### EXERCISE REQUIREMENTS
Could you show all lines in the entries below that contain the string "Debug"?

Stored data
--- START ---

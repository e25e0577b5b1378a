//! Input handling.
//!
//! The window layer feeds raw winit events into [`Input`], which tracks
//! instantaneous events (key just pressed) and continuous state (button
//! held). Once per frame it is flattened into a [`FrameInput`], the only
//! input the simulation ever sees.
//!
//! ```ignore
//! let frame = input.frame_input(canvas_size);
//! let report = sim.step(frame);
//! input.begin_frame();
//! ```

use glam::Vec2;
use std::collections::HashSet;
use winit::event::{ElementState, MouseButton as WinitMouseButton, WindowEvent};
use winit::keyboard::{KeyCode as WinitKeyCode, PhysicalKey};

/// The per-frame input snapshot consumed by the simulation.
///
/// Sampled once at the start of a step and held for its duration.
#[derive(Clone, Copy, Debug, Default, PartialEq)]
pub struct FrameInput {
    /// Cursor position in canvas pixels.
    pub cursor: Vec2,
    pub left: bool,
    pub right: bool,
}

impl FrameInput {
    /// No buttons held.
    pub fn idle(cursor: Vec2) -> Self {
        Self {
            cursor,
            left: false,
            right: false,
        }
    }

    pub fn any_held(&self) -> bool {
        self.left || self.right
    }
}

/// Mouse button identifiers.
#[derive(Debug, Clone, Copy, PartialEq, Eq, Hash)]
pub enum MouseButton {
    Left,
    Right,
    Middle,
}

impl MouseButton {
    fn from_winit(btn: WinitMouseButton) -> Option<Self> {
        match btn {
            WinitMouseButton::Left => Some(MouseButton::Left),
            WinitMouseButton::Right => Some(MouseButton::Right),
            WinitMouseButton::Middle => Some(MouseButton::Middle),
            _ => None,
        }
    }
}

/// Keys the canvas responds to.
#[derive(Debug, Clone, Copy, PartialEq, Eq, Hash)]
pub enum KeyCode {
    /// Pause and resume.
    Space,
    /// Next universe.
    R,
    /// Quit.
    Escape,
    Other(u32),
}

impl From<WinitKeyCode> for KeyCode {
    fn from(key: WinitKeyCode) -> Self {
        match key {
            WinitKeyCode::Space => KeyCode::Space,
            WinitKeyCode::KeyR => KeyCode::R,
            WinitKeyCode::Escape => KeyCode::Escape,
            _ => KeyCode::Other(key as u32),
        }
    }
}

/// Input state tracking for keyboard and mouse.
#[derive(Debug, Default)]
pub struct Input {
    keys_held: HashSet<KeyCode>,
    keys_pressed: HashSet<KeyCode>,

    mouse_held: HashSet<MouseButton>,
    mouse_pressed: HashSet<MouseButton>,

    /// Cursor in physical window pixels.
    mouse_position: Vec2,
    window_size: Vec2,
}

impl Input {
    pub fn new() -> Self {
        Self {
            window_size: Vec2::new(800.0, 600.0),
            ..Default::default()
        }
    }

    // ========== Key Queries ==========

    /// Check if a key was pressed this frame (just went down).
    pub fn key_pressed(&self, key: KeyCode) -> bool {
        self.keys_pressed.contains(&key)
    }

    /// Check if a key is currently held down.
    pub fn key_held(&self, key: KeyCode) -> bool {
        self.keys_held.contains(&key)
    }

    // ========== Mouse Queries ==========

    /// Check if a mouse button was pressed this frame.
    pub fn mouse_pressed(&self, button: MouseButton) -> bool {
        self.mouse_pressed.contains(&button)
    }

    /// Check if a mouse button is currently held down.
    pub fn mouse_held(&self, button: MouseButton) -> bool {
        self.mouse_held.contains(&button)
    }

    /// Mouse position in physical window pixels.
    pub fn mouse_position(&self) -> Vec2 {
        self.mouse_position
    }

    /// Flatten into the simulation's input snapshot.
    ///
    /// The cursor is mapped from window pixels onto the canvas. A press
    /// released within the same frame still counts as held for that frame,
    /// so quick clicks produce a click edge.
    pub fn frame_input(&self, canvas: Vec2) -> FrameInput {
        let scale = if self.window_size.x > 0.0 && self.window_size.y > 0.0 {
            canvas / self.window_size
        } else {
            Vec2::ONE
        };
        let down = |b| self.mouse_held(b) || self.mouse_pressed(b);
        FrameInput {
            cursor: self.mouse_position * scale,
            left: down(MouseButton::Left),
            right: down(MouseButton::Right),
        }
    }

    // ========== Internal Methods ==========

    /// Called at the end of each frame to clear per-frame state.
    pub(crate) fn begin_frame(&mut self) {
        self.keys_pressed.clear();
        self.mouse_pressed.clear();
    }

    pub(crate) fn set_window_size(&mut self, width: u32, height: u32) {
        self.window_size = Vec2::new(width as f32, height as f32);
    }

    /// Process a winit window event.
    pub(crate) fn handle_event(&mut self, event: &WindowEvent) {
        match event {
            WindowEvent::KeyboardInput { event, .. } => {
                if let PhysicalKey::Code(keycode) = event.physical_key {
                    let key = KeyCode::from(keycode);
                    match event.state {
                        ElementState::Pressed => {
                            // Only fire pressed event if not already held (no repeat)
                            if !self.keys_held.contains(&key) {
                                self.keys_pressed.insert(key);
                            }
                            self.keys_held.insert(key);
                        }
                        ElementState::Released => {
                            self.keys_held.remove(&key);
                        }
                    }
                }
            }

            WindowEvent::MouseInput { state, button, .. } => {
                if let Some(btn) = MouseButton::from_winit(*button) {
                    match state {
                        ElementState::Pressed => {
                            self.mouse_pressed.insert(btn);
                            self.mouse_held.insert(btn);
                        }
                        ElementState::Released => {
                            self.mouse_held.remove(&btn);
                        }
                    }
                }
            }

            WindowEvent::CursorMoved { position, .. } => {
                self.mouse_position = Vec2::new(position.x as f32, position.y as f32);
            }

            WindowEvent::CursorLeft { .. } => {
                // Releases outside the window are never delivered.
                self.mouse_held.clear();
            }

            _ => {}
        }
    }
}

--- END ---

### RESPONSE
#[derive(Clone, Copy, Debug, Default, PartialEq)]
#[derive(Debug, Clone, Copy, PartialEq, Eq, Hash)]
#[derive(Debug, Clone, Copy, PartialEq, Eq, Hash)]
#[derive(Debug, Default)]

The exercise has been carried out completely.